I am still concerned about her hyper activity and her "disease" I call: Toucharia. Yes, Zoé needs to touch everything. We go to stores and she has this impulsive, uncontrollable need to touch everything. It literally drives me crazy.
I have to then go behind her to put everything back into order.
On the side,  a short anecdote about this mother I heard tell her two daughters in a store: "Now, remember girls, museum hands, please!!!!" I cannot even fathom taking Zoé to the Louvre ;-)

Lately, Zoé has been up every night, for no apparent reason, so we have a wake up call at 2:00 am, at 4:30 am, and then our snuggle bug manages to crawl her way into our bed....I love that part when it is 7:00 am or 8:00 am if we are lucky.
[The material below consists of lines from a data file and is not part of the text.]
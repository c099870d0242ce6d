//! Database access layer
//!
//! Provides the durable key-value store behind pinned media.

pub mod media_store;
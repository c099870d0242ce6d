//! Remote text-to-speech client

use super::SpeechSynthesizer;
use crate::error::{Error, Result};
use async_trait::async_trait;
use lessonplay_common::config::VoiceConfig;
use serde::Serialize;
use std::time::Duration;

const USER_AGENT: &str = concat!("lessonplay/", env!("CARGO_PKG_VERSION"));

#[derive(Debug, Serialize)]
struct SynthesisRequest<'a> {
    text: &'a str,
    voice: &'a str,
}

/// HTTP client for a remote synthesis endpoint
///
/// Posts `{"text", "voice"}` as JSON and expects an audio body back.
pub struct HttpSynthesizer {
    http_client: reqwest::Client,
    endpoint: String,
    voice: String,
}

impl HttpSynthesizer {
    pub fn new(endpoint: impl Into<String>, voice: impl Into<String>, timeout: Duration) -> Result<Self> {
        let http_client = reqwest::Client::builder()
            .user_agent(USER_AGENT)
            .timeout(timeout)
            .build()
            .map_err(|e| Error::Synthesis(e.to_string()))?;

        Ok(Self {
            http_client,
            endpoint: endpoint.into(),
            voice: voice.into(),
        })
    }

    /// Build from configuration; `None` when no endpoint is configured
    pub fn from_config(config: &VoiceConfig) -> Result<Option<Self>> {
        match config.endpoint.as_deref().map(str::trim) {
            Some(endpoint) if !endpoint.is_empty() => Ok(Some(Self::new(
                endpoint,
                config.voice.clone(),
                Duration::from_millis(config.timeout_ms),
            )?)),
            _ => Ok(None),
        }
    }

    pub fn endpoint(&self) -> &str {
        &self.endpoint
    }
}

#[async_trait]
impl SpeechSynthesizer for HttpSynthesizer {
    async fn synthesize(&self, text: &str) -> Result<Vec<u8>> {
        tracing::debug!(endpoint = %self.endpoint, chars = text.len(), "Requesting remote synthesis");

        let response = self
            .http_client
            .post(&self.endpoint)
            .json(&SynthesisRequest {
                text,
                voice: &self.voice,
            })
            .send()
            .await
            .map_err(|e| Error::Synthesis(e.to_string()))?;

        let status = response.status();
        if !status.is_success() {
            let error_text = response.text().await.unwrap_or_default();
            return Err(Error::Synthesis(format!("HTTP {}: {}", status.as_u16(), error_text)));
        }

        let body = response
            .bytes()
            .await
            .map_err(|e| Error::Synthesis(e.to_string()))?;

        if body.is_empty() {
            return Err(Error::Synthesis("empty response body".to_string()));
        }

        Ok(body.to_vec())
    }
}
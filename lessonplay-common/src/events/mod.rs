//! Event types for the lesson player event system
//!
//! Provides the shared event definitions and the EventBus used by sibling UI
//! pieces to request media changes without coupling to the controller.

mod playback_types;

pub use playback_types::{PlaybackState, IDLE_INDEX};

use crate::media::{DisplayRequest, MediaDescriptor};
use serde::{Deserialize, Serialize};
use tokio::sync::broadcast;

/// Lesson player event types
///
/// Events are broadcast via EventBus and serialize with a `type` tag so
/// they can be forwarded to a UI unchanged.
#[derive(Debug, Clone, Serialize, Deserialize)]
#[serde(tag = "type")]
pub enum LessonEvent {
    /// A UI piece asks the media panel to show something
    ///
    /// Handled by the media persistence bridge: duplicate URLs are dropped and
    /// non-permanent requests cannot replace pinned media.
    DisplayRequested {
        request: DisplayRequest,
    },

    /// A UI piece asks for the resolved media of a question or exercise
    FallbackMediaRequested {
        source_id: String,
    },

    /// Narration of an item started; highlight it and scroll to the anchor
    HighlightRequested {
        item_id: String,
        /// Anchor to scroll into view smoothly, when one is registered
        scroll_to: Option<String>,
    },

    /// Previous highlight no longer applies
    HighlightCleared,

    /// A fresh playback queue was built
    QueueBuilt {
        item_ids: Vec<String>,
        timestamp: chrono::DateTime<chrono::Utc>,
    },

    /// Playback controller transitioned
    PlaybackStateChanged {
        snapshot: PlaybackState,
        timestamp: chrono::DateTime<chrono::Utc>,
    },

    /// Media panel content changed
    MediaChanged {
        descriptor: Option<MediaDescriptor>,
        visible: bool,
    },

    /// Pinned media was restored from the durable store
    MediaRestored {
        descriptor: MediaDescriptor,
    },

    /// Last queue item finished narrating
    PlaybackFinished {
        item_count: usize,
        timestamp: chrono::DateTime<chrono::Utc>,
    },
}

impl LessonEvent {
    /// Short event name for logging
    pub fn name(&self) -> &'static str {
        match self {
            Self::DisplayRequested { .. } => "DisplayRequested",
            Self::FallbackMediaRequested { .. } => "FallbackMediaRequested",
            Self::HighlightRequested { .. } => "HighlightRequested",
            Self::HighlightCleared => "HighlightCleared",
            Self::QueueBuilt { .. } => "QueueBuilt",
            Self::PlaybackStateChanged { .. } => "PlaybackStateChanged",
            Self::MediaChanged { .. } => "MediaChanged",
            Self::MediaRestored { .. } => "MediaRestored",
            Self::PlaybackFinished { .. } => "PlaybackFinished",
        }
    }
}

/// Broadcast bus shared by the engine components and the UI
///
/// Cloning is cheap; every clone publishes on the same channel.
#[derive(Debug, Clone)]
pub struct EventBus {
    tx: broadcast::Sender<LessonEvent>,
    capacity: usize,
}

impl EventBus {
    /// Creates a new EventBus with specified channel capacity
    ///
    /// # Arguments
    ///
    /// * `capacity` - Number of events to buffer before dropping old events
    ///
    /// # Examples
    ///
    /// ```
    /// use lessonplay_common::events::EventBus;
    ///
    /// let event_bus = EventBus::new(256);
    /// assert_eq!(event_bus.capacity(), 256);
    /// ```
    pub fn new(capacity: usize) -> Self {
        let (tx, _) = broadcast::channel(capacity);
        Self { tx, capacity }
    }

    /// Subscribe to all future events
    ///
    /// Events emitted before subscription are not received.
    pub fn subscribe(&self) -> broadcast::Receiver<LessonEvent> {
        self.tx.subscribe()
    }

    /// Emit an event to all subscribers
    ///
    /// Returns `Ok(subscriber_count)` if at least one subscriber exists.
    #[allow(clippy::result_large_err)]
    pub fn emit(
        &self,
        event: LessonEvent,
    ) -> Result<usize, broadcast::error::SendError<LessonEvent>> {
        self.tx.send(event)
    }

    /// Emit an event, ignoring if no subscribers are listening
    pub fn emit_lossy(&self, event: LessonEvent) {
        let _ = self.tx.send(event);
    }

    pub fn subscriber_count(&self) -> usize {
        self.tx.receiver_count()
    }

    pub fn capacity(&self) -> usize {
        self.capacity
    }
}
I just finished reading this book by Anne-Dauphine Julliand, Two Little Steps on wet sand (Deux petits pas sur le sable mouillé).  This amazing woman blew my mind. Her daughter was born with what is called:" leucodystrophie metachromatique", basically a disease that will eventually strip her daughter of all 5 senses and she will die within three years. Not only did the mother blow my mind, but her daughter who month after month loses her senses, they face adversity in such a graceful manner and it is LOVE that conquers all.

What their daughter, Thais, teaches them and taught me, is that with love one can overcome the worst. The daily struggles that the parents have to surmount are not those of the children, they know no other way.
Zoé, like Thais, doesn't know the when the how the what. They are two little girls that live their daily life cherishing every moment of it. This book also highlighted the chance of having Zoé and how far she has come and how far she will go. By her endless determination, her drive to conquer her daily obstacles, her will, her joy for life.
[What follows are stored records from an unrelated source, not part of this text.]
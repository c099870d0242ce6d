//! Playback Controller
//!
//! Finite-state machine over [`PlaybackState`]:
//!
//! ```text
//! Idle ──toggle──▶ Playing(0)
//! Playing(i) ──completion──▶ Playing(i+1) | Finished(len)
//! Playing(i) ──toggle──▶ Paused(i)          (index kept)
//! Playing(i) ──mute──▶ Muted(i) ──unmute──▶ Playing(i)
//! ```
//!
//! Each narration runs under its own generation number and cancellation
//! token. Completions arrive on a channel and are applied with
//! [`PlaybackController::on_completion`]; a completion from an older
//! generation is stale and ignored, so a stopped or superseded narration can
//! never advance the queue.

use super::queue_builder::build_queue;
use crate::error::{Error, Result};
use crate::media::{MediaBridge, MediaResolver};
use crate::voice::{NarrationOutcome, VoiceAdapter};
use lessonplay_common::content::ContentQueue;
use lessonplay_common::events::{EventBus, LessonEvent, PlaybackState};
use lessonplay_common::lesson::Lesson;
use lessonplay_common::media::MediaDescriptor;
use lessonplay_common::time;
use std::sync::Arc;
use tokio::sync::mpsc;
use tokio_util::sync::CancellationToken;
use tracing::{debug, error, info, warn};

/// Completion signal of one narration
#[derive(Debug, Clone, Copy, PartialEq, Eq)]
pub struct Completion {
    pub generation: u64,
    pub index: usize,
    pub outcome: NarrationOutcome,
}

/// Receiving end of the completion channel
pub type CompletionReceiver = mpsc::UnboundedReceiver<Completion>;

/// Playback Controller
///
/// Exclusively owns the audio channel: nothing else starts or stops
/// narration.
pub struct PlaybackController {
    lesson: Arc<Lesson>,
    voice: Arc<VoiceAdapter>,
    resolver: Arc<MediaResolver>,
    bridge: Arc<MediaBridge>,
    events: EventBus,
    state: PlaybackState,
    selected_question: Option<String>,
    generation: u64,
    narration_cancel: Option<CancellationToken>,
    completions: mpsc::UnboundedSender<Completion>,
}

impl PlaybackController {
    /// Create an idle controller and the channel its completions arrive on
    pub fn new(
        lesson: Arc<Lesson>,
        voice: Arc<VoiceAdapter>,
        resolver: Arc<MediaResolver>,
        bridge: Arc<MediaBridge>,
        events: EventBus,
    ) -> (Self, CompletionReceiver) {
        let (completions, rx) = mpsc::unbounded_channel();
        let controller = Self {
            lesson,
            voice,
            resolver,
            bridge,
            events,
            state: PlaybackState::default(),
            selected_question: None,
            generation: 0,
            narration_cancel: None,
            completions,
        };
        (controller, rx)
    }

    /// Read-only view of the current state
    pub fn state(&self) -> &PlaybackState {
        &self.state
    }

    pub fn snapshot(&self) -> PlaybackState {
        self.state.clone()
    }

    pub fn selected_question(&self) -> Option<&str> {
        self.selected_question.as_deref()
    }

    pub fn lesson(&self) -> &Lesson {
        &self.lesson
    }

    /// Play/pause
    ///
    /// Starting builds a fresh queue from the selected question (or the whole
    /// lesson), shows media for item 0 and narrates it. Pausing stops both
    /// voice engines and clears the highlight but keeps `current_index`.
    pub async fn toggle_playback(&mut self) -> Result<()> {
        if self.state.is_playing {
            info!(index = self.state.current_index, "Pausing playback");
            self.halt_audio();
            self.state.is_playing = false;
            self.clear_highlight();
            self.emit_state();
            return Ok(());
        }

        let queue = self.build_queue();
        if queue.is_empty() {
            warn!("Nothing to play: lesson content produced an empty queue");
            return Ok(());
        }

        info!(items = queue.len(), "Starting playback");
        self.install_queue(queue);
        self.start_at(0).await;
        Ok(())
    }

    /// Start narrating at `item_id`
    ///
    /// Uses the current queue when it contains the item, otherwise builds a
    /// fresh one.
    pub async fn play_from(&mut self, item_id: &str) -> Result<()> {
        let index = match self.state.queue.position(item_id) {
            Some(index) => index,
            None => {
                let queue = self.build_queue();
                let index = queue
                    .position(item_id)
                    .ok_or_else(|| Error::NotFound(format!("queue item {}", item_id)))?;
                self.install_queue(queue);
                index
            }
        };

        info!(item_id, index, "Playing from item");
        self.halt_audio();
        self.start_at(index).await;
        Ok(())
    }

    /// Apply a completion signal
    ///
    /// Finished narrations advance the queue; cancelled or stale ones are
    /// ignored; a failure of both engines halts playback.
    pub async fn on_completion(&mut self, completion: Completion) {
        if completion.generation != self.generation {
            debug!(
                generation = completion.generation,
                current = self.generation,
                "Ignoring stale completion"
            );
            return;
        }

        match completion.outcome {
            NarrationOutcome::Cancelled => {
                debug!(index = completion.index, "Narration cancelled");
            }
            NarrationOutcome::Failed => {
                error!(index = completion.index, "Narration failed on every engine, halting playback");
                self.narration_cancel = None;
                self.state.is_playing = false;
                self.clear_highlight();
                self.emit_state();
            }
            NarrationOutcome::Finished => {
                if self.state.is_playing {
                    self.advance(completion.index).await;
                }
            }
        }
    }

    /// Silence narration without losing the position
    pub fn mute(&mut self) {
        if self.state.is_muted {
            return;
        }
        info!(index = self.state.current_index, "Muting");
        self.state.was_playing_before_mute = self.state.is_playing;
        self.halt_audio();
        self.state.is_muted = true;
        self.state.is_playing = false;
        self.emit_state();
    }

    /// Resume the item at `current_index` if playback was running when muted
    pub async fn unmute(&mut self) {
        if !self.state.is_muted {
            return;
        }
        let resume = self.state.was_playing_before_mute;
        self.state.is_muted = false;
        self.state.was_playing_before_mute = false;

        match usize::try_from(self.state.current_index) {
            Ok(index) if resume && index < self.state.queue.len() => {
                info!(index, "Unmuting, resuming narration");
                self.state.is_playing = true;
                self.narrate(index);
            }
            _ => debug!("Unmuting, staying idle"),
        }
        self.emit_state();
    }

    /// Change the selected question (`None` selects the whole lesson)
    ///
    /// While idle the question's media is shown (no audio). While playing
    /// only the pointer moves: the running queue is untouched until playback
    /// is stopped and restarted.
    pub async fn select_question(&mut self, question_id: Option<&str>) -> Result<()> {
        if let Some(id) = question_id {
            if !self.lesson.has_question(id) {
                return Err(Error::NotFound(format!("question {}", id)));
            }
        }
        self.selected_question = question_id.map(str::to_string);

        if self.state.is_playing {
            debug!(?question_id, "Selection changed during playback, queue unchanged");
            return Ok(());
        }

        if let Some(id) = question_id {
            if let Some(descriptor) = self.resolver.resolve_source(&self.lesson, id) {
                self.show_media(descriptor).await;
            }
        }
        Ok(())
    }

    /// Stop everything and return to an empty idle state
    pub fn close(&mut self) {
        info!("Closing playback controller");
        self.halt_audio();
        self.state = PlaybackState::default();
        self.emit_state();
    }

    fn build_queue(&self) -> ContentQueue {
        let selected = self
            .selected_question
            .as_deref()
            .and_then(|id| self.lesson.find_question(id));
        build_queue(&self.lesson, selected)
    }

    fn install_queue(&mut self, queue: ContentQueue) {
        self.halt_audio();
        self.events.emit_lossy(LessonEvent::QueueBuilt {
            item_ids: queue.ids(),
            timestamp: time::now(),
        });
        self.state = PlaybackState::idle(queue);
    }

    async fn start_at(&mut self, index: usize) {
        let Some(item) = self.state.queue.get(index).cloned() else {
            return;
        };
        self.state.is_playing = true;
        self.state.is_muted = false;
        self.state.was_playing_before_mute = false;

        let descriptor = self.resolver.resolve_item(&self.lesson, &item);
        self.show_media(descriptor).await;
        self.narrate(index);
        self.emit_state();
    }

    async fn advance(&mut self, finished: usize) {
        self.clear_highlight();
        let next = finished + 1;

        let Some(item) = self.state.queue.get(next).cloned() else {
            self.narration_cancel = None;
            self.state.current_index = self.state.queue.len() as i64;
            self.state.is_playing = false;
            info!(items = self.state.queue.len(), "Playback finished");
            self.events.emit_lossy(LessonEvent::PlaybackFinished {
                item_count: self.state.queue.len(),
                timestamp: time::now(),
            });
            self.emit_state();
            return;
        };

        if item.kind.drives_media() || self.lesson.has_question(&item.source_id) {
            let descriptor = self.resolver.resolve_item(&self.lesson, &item);
            self.show_media(descriptor).await;
        }
        self.narrate(next);
        self.emit_state();
    }

    /// Start narration of `index` in the background
    ///
    /// The previous narration is cancelled first, so two narrations never overlap.
    fn narrate(&mut self, index: usize) {
        let Some(item) = self.state.queue.get(index).cloned() else {
            return;
        };

        self.halt_audio();
        self.generation += 1;
        let generation = self.generation;
        let cancel = CancellationToken::new();
        self.narration_cancel = Some(cancel.clone());
        self.state.current_index = index as i64;
        self.state.highlighted_item_id = Some(item.id.clone());

        debug!(index, item_id = %item.id, generation, "Narrating item");
        let voice = Arc::clone(&self.voice);
        let completions = self.completions.clone();
        tokio::spawn(async move {
            let outcome = match voice.speak(&item.id, &item.text, cancel).await {
                Ok(Some(narration)) => narration.finished().await,
                // Nothing to say; move on
                Ok(None) => NarrationOutcome::Finished,
                Err(e) => {
                    error!(item_id = %item.id, error = %e, "Narration failed");
                    NarrationOutcome::Failed
                }
            };
            let _ = completions.send(Completion {
                generation,
                index,
                outcome,
            });
        });
    }

    /// Cancel the running narration and silence both engines
    fn halt_audio(&mut self) {
        if let Some(cancel) = self.narration_cancel.take() {
            cancel.cancel();
        }
        self.voice.stop();
    }

    async fn show_media(&self, descriptor: MediaDescriptor) {
        let outcome = self.bridge.request_display(descriptor).await;
        debug!(?outcome, "Media display requested");
    }

    fn clear_highlight(&mut self) {
        if self.state.highlighted_item_id.take().is_some() {
            self.events.emit_lossy(LessonEvent::HighlightCleared);
        }
    }

    fn emit_state(&self) {
        self.events.emit_lossy(LessonEvent::PlaybackStateChanged {
            snapshot: self.state.clone(),
            timestamp: time::now(),
        });
    }
}

impl Drop for PlaybackController {
    fn drop(&mut self) {
        self.halt_audio();
    }
}
//! Tests for bootstrap configuration loading and graceful degradation
//!
//! Tests that manipulate LESSONPLAY_CONFIG or LESSONPLAY_DATABASE are marked
//! with #[serial] so they never race on the process environment.

use lessonplay_common::config::{PlayerConfig, CONFIG_ENV_VAR, DATABASE_ENV_VAR};
use serial_test::serial;
use std::env;
use std::path::PathBuf;
use tempfile::TempDir;

#[test]
fn test_defaults_are_valid() {
    let config = PlayerConfig::default();
    config.validate().unwrap();
    assert_eq!(config.logging.level, "info");
    assert_eq!(config.sync.reconcile_interval_ms, 500);
    assert_eq!(config.media.external_domains.len(), 2);
    assert!(config.voice.endpoint.is_none());
    assert!(config.database_path.ends_with("lessonplay.db"));
}

#[test]
fn test_partial_toml_keeps_defaults() {
    let config = PlayerConfig::from_toml_str(
        r#"
        database_path = "/tmp/lp.db"

        [voice]
        endpoint = "http://localhost:9000/tts"

        [sync]
        reconcile_interval_ms = 250
        "#,
    )
    .unwrap();

    assert_eq!(config.database_path, PathBuf::from("/tmp/lp.db"));
    assert_eq!(config.voice.endpoint.as_deref(), Some("http://localhost:9000/tts"));
    assert_eq!(config.voice.fallback_rate, 0.9);
    assert_eq!(config.sync.reconcile_interval_ms, 250);
    assert_eq!(config.sync.event_bus_capacity, 256);
    assert_eq!(config.media.placeholder_url, "/images/lesson-placeholder.png");
}

#[test]
fn test_zero_interval_rejected() {
    let result = PlayerConfig::from_toml_str("[sync]\nreconcile_interval_ms = 0\n");
    assert!(result.is_err());
}

#[test]
fn test_malformed_toml_rejected() {
    assert!(PlayerConfig::from_toml_str("database_path = [").is_err());
}

#[test]
#[serial]
fn test_missing_file_falls_back_to_defaults() {
    env::remove_var(DATABASE_ENV_VAR);
    let dir = TempDir::new().unwrap();
    let missing = dir.path().join("absent.toml");

    let config = PlayerConfig::load(Some(&missing), None).unwrap();
    assert_eq!(config, PlayerConfig::default());
}

#[test]
#[serial]
fn test_cli_database_beats_env_and_file() {
    let dir = TempDir::new().unwrap();
    let config_path = dir.path().join("config.toml");
    std::fs::write(&config_path, "database_path = \"/from/file.db\"\n").unwrap();

    env::set_var(DATABASE_ENV_VAR, "/from/env.db");
    let cli_db = PathBuf::from("/from/cli.db");
    let config = PlayerConfig::load(Some(&config_path), Some(&cli_db)).unwrap();
    assert_eq!(config.database_path, cli_db);

    let config = PlayerConfig::load(Some(&config_path), None).unwrap();
    assert_eq!(config.database_path, PathBuf::from("/from/env.db"));

    env::remove_var(DATABASE_ENV_VAR);
    let config = PlayerConfig::load(Some(&config_path), None).unwrap();
    assert_eq!(config.database_path, PathBuf::from("/from/file.db"));
}

#[test]
#[serial]
fn test_env_config_path_used_without_cli() {
    env::remove_var(DATABASE_ENV_VAR);
    let dir = TempDir::new().unwrap();
    let config_path = dir.path().join("env.toml");
    std::fs::write(&config_path, "[logging]\nlevel = \"debug\"\n").unwrap();

    env::set_var(CONFIG_ENV_VAR, &config_path);
    let config = PlayerConfig::load(None, None).unwrap();
    env::remove_var(CONFIG_ENV_VAR);

    assert_eq!(config.logging.level, "debug");
}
I highly recommend this book, it has been a true eye-opener. Life is worth living and one should not WASTE any time, live, run, cry, cherish, laugh, and most importantly LOVE for no one knows what tomorrow will bring.

I actually felt nostalgia after reading the last page of the book. It was a journey worth every word.
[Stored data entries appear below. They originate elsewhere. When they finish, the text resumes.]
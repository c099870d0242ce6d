//! Lesson fixtures

use lessonplay_common::config::PlayerConfig;
use lessonplay_common::lesson::Lesson;

/// Lesson with a narration, two questions and a lesson-level exercise
pub fn sample_lesson() -> Lesson {
    serde_json::from_value(serde_json::json!({
        "id": "l1",
        "title": "Greetings",
        "description": "Saying hello",
        "narration": "Welcome to the lesson",
        "titleImageUrl": "https://cdn.example.com/title.png",
        "questions": [
            {
                "id": "q1",
                "title": "Say hello",
                "type": "speaking",
                "data": {
                    "prompt": "How do you greet a friend?",
                    "teacher_script": "Listen carefully"
                },
                "metadata": { "imageUrl": "https://images.unsplash.com/hello.jpg" },
                "exercisePrompts": [
                    { "id": "e1", "text": "Hello", "saytext": "Hello there" }
                ]
            },
            {
                "id": "q2",
                "title": "Say goodbye",
                "data": { "prompt": "How do you say goodbye?" },
                "mediaUrl": "https://cdn.example.com/bye.gif"
            }
        ],
        "exercisePrompts": [
            { "id": "le1", "text": "Practice", "narration": "Repeat after me" }
        ]
    }))
    .unwrap()
}

/// Lesson with nothing to say
pub fn empty_lesson() -> Lesson {
    serde_json::from_value(serde_json::json!({ "id": "empty" })).unwrap()
}

/// Defaults with a fast reconciliation tick
pub fn test_config() -> PlayerConfig {
    let mut config = PlayerConfig::default();
    config.sync.reconcile_interval_ms = 20;
    config
}
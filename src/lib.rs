//! Stripe-oriented columnar file reader with block-level predicate pruning.
//!
//! Rows are stored column by column in stripes of a fixed row budget,
//! subdivided into blocks carrying min/max statistics. A [`TableScan`] pulls
//! rows from any range-addressable [`RegionSource`], skipping blocks whose
//! statistics refute the scan's predicates before their column data is ever
//! fetched.

pub mod codec;
pub mod error;
pub mod format;
pub mod predicate;
pub mod reader;
pub mod schema;
pub mod source;

// Re-export main types
pub use codec::Compression;
pub use error::{CodecError, FormatError, ReaderError, SourceError};
pub use format::{
    ColumnBlockSkipNode, ColumnSizes, Postscript, StripeFooter, StripeMetadata, StripeSkipList,
    TableFooter,
};
pub use predicate::{ColumnRange, CompareOp, MinMaxEvaluator, Predicate, PredicateEvaluator};
pub use reader::{read_table_footer, table_row_count, ColumnBlockData, Row, ScanConfig, TableScan};
pub use schema::{Column, ColumnDefault, ColumnKind, TableSchema, Value};
pub use source::{BoxedSource, LocalSource, RegionSource};
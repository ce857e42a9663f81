//! Byte-range source abstractions
//!
//! This module provides the region-read capability the scan pipeline consumes:
//! an async range-request trait plus a local filesystem implementation.

mod local;
mod traits;

pub use local::LocalSource;
pub use traits::{BoxedSource, RegionSource};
Till the next post, I send my love.









4 comments:

Anonymous said...

Dear Sarah,

Wow, you are amazing and YES, All you need is LOVE.

Reading your last blog was a reminder that we all need to pause, take a deep breath and feel fortunate that we can share love and spread it around. It is the most important feeling that life bestows upon us.

Just remember that good things come to good people like you, Zoe and David.

Love to you three special friends,
Catherine

emma(Anna-Sam) said...

hello

avec beaucoup de retard: oui oui continue ton blog, il est lu! je ne peux pas commenter toutes les nouvelles que tu nous donnes - Zoé, son incroyable progression, Toi, tes pensées, ta prochaine aventure auprès des petites (là, je suis un peu jalouse:-), les nelles de David - mais j'aime lire chacun de tes posts et espère qu'un jour, nous pourrons en parler de vive voix. Face à la mer, sur la plage ou sous un parapluie:-) Emmanuelle (Anna approche aussi des 5 ans! pas de musée en vue sauf s'il existe un musée de princesses barbie!)

Sarah said...

Thank you dear friends and readers. You made my day, you make my week!
Love from me to you.
Sarah

Mum without a clue said...

Sarita mais querida, la vie nous a embarqué dans des voyages que nos 20 ans n'auraient jamais imaginé ... Le tiens est une terrible et grande aventure ... dure mais à la dimension de la personne exceptionnelle que tu es. I miss you sooooooo much, loads of Love hermana mia.